[Material to process — start]

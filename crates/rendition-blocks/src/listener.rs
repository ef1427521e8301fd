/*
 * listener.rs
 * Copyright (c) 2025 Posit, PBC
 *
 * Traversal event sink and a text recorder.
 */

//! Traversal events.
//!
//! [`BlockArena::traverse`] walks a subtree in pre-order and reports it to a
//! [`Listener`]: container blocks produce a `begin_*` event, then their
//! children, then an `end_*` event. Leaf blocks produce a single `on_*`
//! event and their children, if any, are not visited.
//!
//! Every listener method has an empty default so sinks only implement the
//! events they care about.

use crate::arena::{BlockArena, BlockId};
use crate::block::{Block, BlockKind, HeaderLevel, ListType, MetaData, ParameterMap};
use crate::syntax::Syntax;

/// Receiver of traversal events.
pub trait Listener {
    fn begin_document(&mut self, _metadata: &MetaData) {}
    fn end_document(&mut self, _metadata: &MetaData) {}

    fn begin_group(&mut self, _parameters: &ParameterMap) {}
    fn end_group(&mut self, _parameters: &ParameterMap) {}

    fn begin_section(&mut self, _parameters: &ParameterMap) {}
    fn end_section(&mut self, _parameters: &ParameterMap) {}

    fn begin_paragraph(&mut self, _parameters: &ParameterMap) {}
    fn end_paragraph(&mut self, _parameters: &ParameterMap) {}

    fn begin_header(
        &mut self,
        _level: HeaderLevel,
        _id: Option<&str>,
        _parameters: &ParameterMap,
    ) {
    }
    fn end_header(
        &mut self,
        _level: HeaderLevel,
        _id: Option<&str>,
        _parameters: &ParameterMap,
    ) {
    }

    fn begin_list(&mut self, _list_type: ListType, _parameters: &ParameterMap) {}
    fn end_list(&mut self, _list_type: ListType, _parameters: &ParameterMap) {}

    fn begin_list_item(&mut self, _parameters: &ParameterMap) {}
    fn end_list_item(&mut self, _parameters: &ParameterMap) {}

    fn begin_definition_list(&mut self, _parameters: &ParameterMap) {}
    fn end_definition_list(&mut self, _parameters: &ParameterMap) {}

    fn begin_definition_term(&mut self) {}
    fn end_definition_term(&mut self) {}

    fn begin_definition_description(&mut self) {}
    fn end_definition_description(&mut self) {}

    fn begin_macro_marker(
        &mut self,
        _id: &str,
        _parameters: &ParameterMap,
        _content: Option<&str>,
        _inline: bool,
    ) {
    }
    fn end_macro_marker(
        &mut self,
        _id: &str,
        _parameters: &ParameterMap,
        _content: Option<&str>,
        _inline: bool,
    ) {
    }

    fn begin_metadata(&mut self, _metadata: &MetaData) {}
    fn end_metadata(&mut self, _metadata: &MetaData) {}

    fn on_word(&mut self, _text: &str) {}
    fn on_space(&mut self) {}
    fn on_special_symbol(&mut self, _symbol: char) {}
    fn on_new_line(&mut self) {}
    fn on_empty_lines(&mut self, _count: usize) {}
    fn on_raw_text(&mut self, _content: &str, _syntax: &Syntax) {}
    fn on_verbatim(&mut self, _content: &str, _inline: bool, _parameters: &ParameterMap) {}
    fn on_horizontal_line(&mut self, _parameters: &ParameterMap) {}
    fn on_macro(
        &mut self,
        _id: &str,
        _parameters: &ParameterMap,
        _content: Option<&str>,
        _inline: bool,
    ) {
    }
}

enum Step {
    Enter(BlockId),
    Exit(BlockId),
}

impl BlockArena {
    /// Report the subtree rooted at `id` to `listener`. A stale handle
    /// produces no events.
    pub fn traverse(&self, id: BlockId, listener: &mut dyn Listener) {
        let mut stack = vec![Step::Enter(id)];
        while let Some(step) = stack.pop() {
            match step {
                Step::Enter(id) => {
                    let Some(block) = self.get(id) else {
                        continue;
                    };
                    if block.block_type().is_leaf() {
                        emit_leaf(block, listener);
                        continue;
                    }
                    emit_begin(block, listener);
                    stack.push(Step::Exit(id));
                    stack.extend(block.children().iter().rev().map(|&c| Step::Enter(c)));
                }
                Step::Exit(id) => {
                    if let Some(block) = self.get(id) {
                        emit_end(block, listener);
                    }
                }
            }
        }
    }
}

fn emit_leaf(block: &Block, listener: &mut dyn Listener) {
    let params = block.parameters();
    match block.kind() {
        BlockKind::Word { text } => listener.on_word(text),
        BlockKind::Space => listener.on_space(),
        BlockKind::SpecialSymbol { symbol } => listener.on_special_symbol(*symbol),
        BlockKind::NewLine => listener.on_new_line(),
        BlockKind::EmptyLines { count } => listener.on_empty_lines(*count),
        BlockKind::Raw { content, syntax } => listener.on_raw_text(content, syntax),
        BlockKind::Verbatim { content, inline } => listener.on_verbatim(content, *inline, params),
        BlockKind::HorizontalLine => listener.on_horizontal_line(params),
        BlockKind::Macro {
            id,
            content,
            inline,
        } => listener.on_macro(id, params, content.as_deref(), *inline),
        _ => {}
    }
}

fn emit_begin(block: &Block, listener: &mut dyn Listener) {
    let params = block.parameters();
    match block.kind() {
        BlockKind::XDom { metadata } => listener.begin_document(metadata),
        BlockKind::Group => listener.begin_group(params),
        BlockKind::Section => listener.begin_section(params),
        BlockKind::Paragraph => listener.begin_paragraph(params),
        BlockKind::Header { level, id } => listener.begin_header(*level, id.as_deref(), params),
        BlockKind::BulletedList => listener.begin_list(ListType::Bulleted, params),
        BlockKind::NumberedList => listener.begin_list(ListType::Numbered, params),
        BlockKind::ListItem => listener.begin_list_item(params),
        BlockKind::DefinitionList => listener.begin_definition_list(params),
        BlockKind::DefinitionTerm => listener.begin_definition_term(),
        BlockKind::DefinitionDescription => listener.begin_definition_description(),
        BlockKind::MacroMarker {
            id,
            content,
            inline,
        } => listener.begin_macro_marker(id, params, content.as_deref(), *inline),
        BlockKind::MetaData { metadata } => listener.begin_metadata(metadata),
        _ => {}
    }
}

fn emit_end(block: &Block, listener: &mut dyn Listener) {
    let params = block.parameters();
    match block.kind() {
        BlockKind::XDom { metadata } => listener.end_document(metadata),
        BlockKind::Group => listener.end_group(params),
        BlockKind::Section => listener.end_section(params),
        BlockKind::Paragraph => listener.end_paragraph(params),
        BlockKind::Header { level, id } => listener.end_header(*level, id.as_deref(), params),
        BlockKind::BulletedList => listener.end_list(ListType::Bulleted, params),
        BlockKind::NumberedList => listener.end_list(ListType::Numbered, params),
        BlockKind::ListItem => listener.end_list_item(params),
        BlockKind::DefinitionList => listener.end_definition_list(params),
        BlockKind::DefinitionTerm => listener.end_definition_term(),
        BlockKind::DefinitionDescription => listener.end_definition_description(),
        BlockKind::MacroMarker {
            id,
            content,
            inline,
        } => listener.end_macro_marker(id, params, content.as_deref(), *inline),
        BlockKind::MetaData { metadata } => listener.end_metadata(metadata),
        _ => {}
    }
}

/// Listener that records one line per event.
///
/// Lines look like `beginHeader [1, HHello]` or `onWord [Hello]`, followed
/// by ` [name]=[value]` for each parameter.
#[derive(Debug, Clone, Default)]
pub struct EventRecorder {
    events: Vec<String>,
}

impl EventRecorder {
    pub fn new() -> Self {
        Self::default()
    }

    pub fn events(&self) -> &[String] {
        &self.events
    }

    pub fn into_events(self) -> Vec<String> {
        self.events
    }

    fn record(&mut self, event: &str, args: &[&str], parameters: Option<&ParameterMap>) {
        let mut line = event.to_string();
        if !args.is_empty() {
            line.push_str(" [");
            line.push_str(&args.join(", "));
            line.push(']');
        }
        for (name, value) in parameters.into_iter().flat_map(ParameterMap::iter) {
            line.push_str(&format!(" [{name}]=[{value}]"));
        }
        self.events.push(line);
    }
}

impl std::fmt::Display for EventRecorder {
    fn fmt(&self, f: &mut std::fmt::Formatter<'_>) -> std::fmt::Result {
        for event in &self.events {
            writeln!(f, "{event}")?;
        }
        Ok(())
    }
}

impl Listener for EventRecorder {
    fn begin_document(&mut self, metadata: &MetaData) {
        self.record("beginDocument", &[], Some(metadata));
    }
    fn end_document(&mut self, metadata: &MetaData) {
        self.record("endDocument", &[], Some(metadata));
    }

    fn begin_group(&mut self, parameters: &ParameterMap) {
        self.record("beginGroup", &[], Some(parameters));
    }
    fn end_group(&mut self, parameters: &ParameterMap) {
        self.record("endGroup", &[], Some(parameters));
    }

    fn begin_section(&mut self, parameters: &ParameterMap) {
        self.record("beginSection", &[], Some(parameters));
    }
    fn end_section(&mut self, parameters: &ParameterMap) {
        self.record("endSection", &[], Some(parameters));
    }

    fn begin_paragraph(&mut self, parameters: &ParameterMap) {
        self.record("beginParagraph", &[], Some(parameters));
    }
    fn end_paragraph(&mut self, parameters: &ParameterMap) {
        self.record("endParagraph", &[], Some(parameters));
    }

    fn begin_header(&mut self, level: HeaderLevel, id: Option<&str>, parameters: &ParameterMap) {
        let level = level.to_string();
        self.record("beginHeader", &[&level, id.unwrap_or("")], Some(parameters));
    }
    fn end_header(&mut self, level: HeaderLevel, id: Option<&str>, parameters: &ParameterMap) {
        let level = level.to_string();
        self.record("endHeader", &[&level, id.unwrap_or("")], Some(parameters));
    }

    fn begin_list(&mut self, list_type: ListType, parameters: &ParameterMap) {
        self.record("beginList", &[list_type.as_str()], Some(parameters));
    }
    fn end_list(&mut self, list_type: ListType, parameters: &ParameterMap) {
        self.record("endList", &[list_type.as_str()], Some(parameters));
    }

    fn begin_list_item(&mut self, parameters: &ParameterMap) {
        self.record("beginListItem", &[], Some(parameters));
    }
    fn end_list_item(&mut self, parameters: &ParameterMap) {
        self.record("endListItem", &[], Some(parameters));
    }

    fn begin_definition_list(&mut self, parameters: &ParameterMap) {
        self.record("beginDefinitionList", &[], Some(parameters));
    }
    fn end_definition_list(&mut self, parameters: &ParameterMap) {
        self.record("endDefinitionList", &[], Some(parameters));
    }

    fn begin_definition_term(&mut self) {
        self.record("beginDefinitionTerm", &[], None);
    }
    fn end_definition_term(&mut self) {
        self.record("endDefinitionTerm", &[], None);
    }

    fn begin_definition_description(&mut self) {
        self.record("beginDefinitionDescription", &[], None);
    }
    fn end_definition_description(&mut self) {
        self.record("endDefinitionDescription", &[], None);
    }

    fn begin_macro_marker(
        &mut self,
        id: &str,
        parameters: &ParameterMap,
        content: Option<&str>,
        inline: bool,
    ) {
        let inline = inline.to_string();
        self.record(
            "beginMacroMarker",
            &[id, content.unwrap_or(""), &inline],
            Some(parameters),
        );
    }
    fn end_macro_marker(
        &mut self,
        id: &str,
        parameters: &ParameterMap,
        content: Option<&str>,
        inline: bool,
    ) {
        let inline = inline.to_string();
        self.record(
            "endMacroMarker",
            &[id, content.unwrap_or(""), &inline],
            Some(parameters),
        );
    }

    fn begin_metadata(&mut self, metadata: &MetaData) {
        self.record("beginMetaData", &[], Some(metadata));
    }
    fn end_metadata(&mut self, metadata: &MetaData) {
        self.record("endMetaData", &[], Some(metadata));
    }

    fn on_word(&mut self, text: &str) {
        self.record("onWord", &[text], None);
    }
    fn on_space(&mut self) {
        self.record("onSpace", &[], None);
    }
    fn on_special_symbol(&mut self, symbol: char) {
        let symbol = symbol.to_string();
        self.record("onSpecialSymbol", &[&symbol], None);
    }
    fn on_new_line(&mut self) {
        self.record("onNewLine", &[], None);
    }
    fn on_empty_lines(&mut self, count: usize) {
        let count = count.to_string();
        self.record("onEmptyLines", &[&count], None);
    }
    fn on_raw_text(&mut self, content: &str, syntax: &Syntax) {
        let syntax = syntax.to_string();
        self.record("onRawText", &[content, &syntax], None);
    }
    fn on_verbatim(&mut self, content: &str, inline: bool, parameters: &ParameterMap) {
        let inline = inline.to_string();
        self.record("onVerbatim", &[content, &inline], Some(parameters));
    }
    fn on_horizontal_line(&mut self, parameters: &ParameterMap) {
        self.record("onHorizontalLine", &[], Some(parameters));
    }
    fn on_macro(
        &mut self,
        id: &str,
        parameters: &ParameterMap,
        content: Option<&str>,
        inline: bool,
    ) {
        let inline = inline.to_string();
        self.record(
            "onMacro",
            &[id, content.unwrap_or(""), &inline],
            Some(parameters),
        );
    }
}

[Material to process — finish]
[Material to process — start]

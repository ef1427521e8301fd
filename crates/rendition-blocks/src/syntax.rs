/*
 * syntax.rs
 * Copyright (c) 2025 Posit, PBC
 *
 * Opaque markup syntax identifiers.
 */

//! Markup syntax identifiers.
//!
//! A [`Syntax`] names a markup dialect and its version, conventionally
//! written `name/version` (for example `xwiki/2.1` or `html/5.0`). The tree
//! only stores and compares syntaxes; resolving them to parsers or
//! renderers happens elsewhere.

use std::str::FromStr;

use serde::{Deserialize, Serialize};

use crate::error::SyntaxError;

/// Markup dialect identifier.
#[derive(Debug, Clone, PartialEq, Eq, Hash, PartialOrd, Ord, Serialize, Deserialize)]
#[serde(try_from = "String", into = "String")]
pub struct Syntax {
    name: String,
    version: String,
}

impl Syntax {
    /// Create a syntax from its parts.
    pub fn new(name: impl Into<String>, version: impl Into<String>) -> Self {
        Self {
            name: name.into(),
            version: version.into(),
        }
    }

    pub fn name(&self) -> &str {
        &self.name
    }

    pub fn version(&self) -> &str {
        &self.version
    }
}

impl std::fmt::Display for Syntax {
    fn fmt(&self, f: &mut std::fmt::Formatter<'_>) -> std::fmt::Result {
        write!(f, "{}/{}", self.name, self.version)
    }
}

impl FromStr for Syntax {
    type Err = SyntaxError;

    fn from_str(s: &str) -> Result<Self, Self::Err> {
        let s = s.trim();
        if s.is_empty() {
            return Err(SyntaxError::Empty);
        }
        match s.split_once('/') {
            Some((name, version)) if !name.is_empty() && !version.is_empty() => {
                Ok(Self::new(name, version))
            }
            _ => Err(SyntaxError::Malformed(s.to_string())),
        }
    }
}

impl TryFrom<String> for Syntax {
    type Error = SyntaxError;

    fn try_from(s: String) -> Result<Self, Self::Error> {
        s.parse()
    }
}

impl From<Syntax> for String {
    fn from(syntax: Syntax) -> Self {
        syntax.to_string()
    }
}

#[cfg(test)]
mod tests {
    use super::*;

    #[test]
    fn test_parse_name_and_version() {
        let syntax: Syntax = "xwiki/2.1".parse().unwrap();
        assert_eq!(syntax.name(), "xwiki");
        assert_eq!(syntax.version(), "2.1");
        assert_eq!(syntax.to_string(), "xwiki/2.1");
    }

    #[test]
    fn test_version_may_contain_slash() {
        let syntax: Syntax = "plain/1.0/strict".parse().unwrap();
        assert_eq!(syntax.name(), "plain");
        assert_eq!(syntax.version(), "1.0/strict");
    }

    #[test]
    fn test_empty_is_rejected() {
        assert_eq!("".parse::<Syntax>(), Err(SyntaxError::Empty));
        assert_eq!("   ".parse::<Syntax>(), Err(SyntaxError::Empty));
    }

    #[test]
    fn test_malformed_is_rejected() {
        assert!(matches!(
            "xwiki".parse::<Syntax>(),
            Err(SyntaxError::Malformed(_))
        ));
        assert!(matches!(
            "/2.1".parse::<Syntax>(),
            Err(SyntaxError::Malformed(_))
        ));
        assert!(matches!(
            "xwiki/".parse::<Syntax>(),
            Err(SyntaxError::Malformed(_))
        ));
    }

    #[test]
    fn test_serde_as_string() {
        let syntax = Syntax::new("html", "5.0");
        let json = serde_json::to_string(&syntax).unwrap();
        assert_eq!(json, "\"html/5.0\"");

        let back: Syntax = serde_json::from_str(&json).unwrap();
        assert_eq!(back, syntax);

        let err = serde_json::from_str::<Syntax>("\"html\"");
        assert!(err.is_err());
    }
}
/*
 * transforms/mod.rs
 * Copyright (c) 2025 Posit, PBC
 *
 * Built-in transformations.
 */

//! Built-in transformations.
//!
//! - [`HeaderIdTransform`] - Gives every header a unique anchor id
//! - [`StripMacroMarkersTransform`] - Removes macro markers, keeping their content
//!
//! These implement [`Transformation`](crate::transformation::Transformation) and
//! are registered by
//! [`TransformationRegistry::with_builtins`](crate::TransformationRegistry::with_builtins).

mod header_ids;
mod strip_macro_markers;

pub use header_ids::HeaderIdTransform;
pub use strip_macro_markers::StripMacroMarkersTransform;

[Material to process — finish]

Take from the material above every line that includes the word "traverse".

— Solution for this task —
//! [`BlockArena::traverse`] walks a subtree in pre-order and reports it to a
    pub fn traverse(&self, id: BlockId, listener: &mut dyn Listener) {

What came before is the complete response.